> _WHAT THE EXERCISE ASKS_
The records below must be transcribed exactly.

> _LISTED ENTRIES_
►

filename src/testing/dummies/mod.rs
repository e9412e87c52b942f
mod classifier_none_votes;

pub use classifier_none_votes::ClassifierNoneVotes;
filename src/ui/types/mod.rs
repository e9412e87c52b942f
pub mod build;
pub mod choices;
mod majority_class;
mod no_change;

pub use majority_class::MajorityClass;
pub use no_change::NoChange;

◄

> _REPLY_
filename src/testing/dummies/mod.rs
repository e9412e87c52b942f
mod classifier_none_votes;

pub use classifier_none_votes::ClassifierNoneVotes;
filename src/ui/types/mod.rs
repository e9412e87c52b942f
pub mod build;
pub mod choices;
mod majority_class;
mod no_change;

pub use majority_class::MajorityClass;
pub use no_change::NoChange;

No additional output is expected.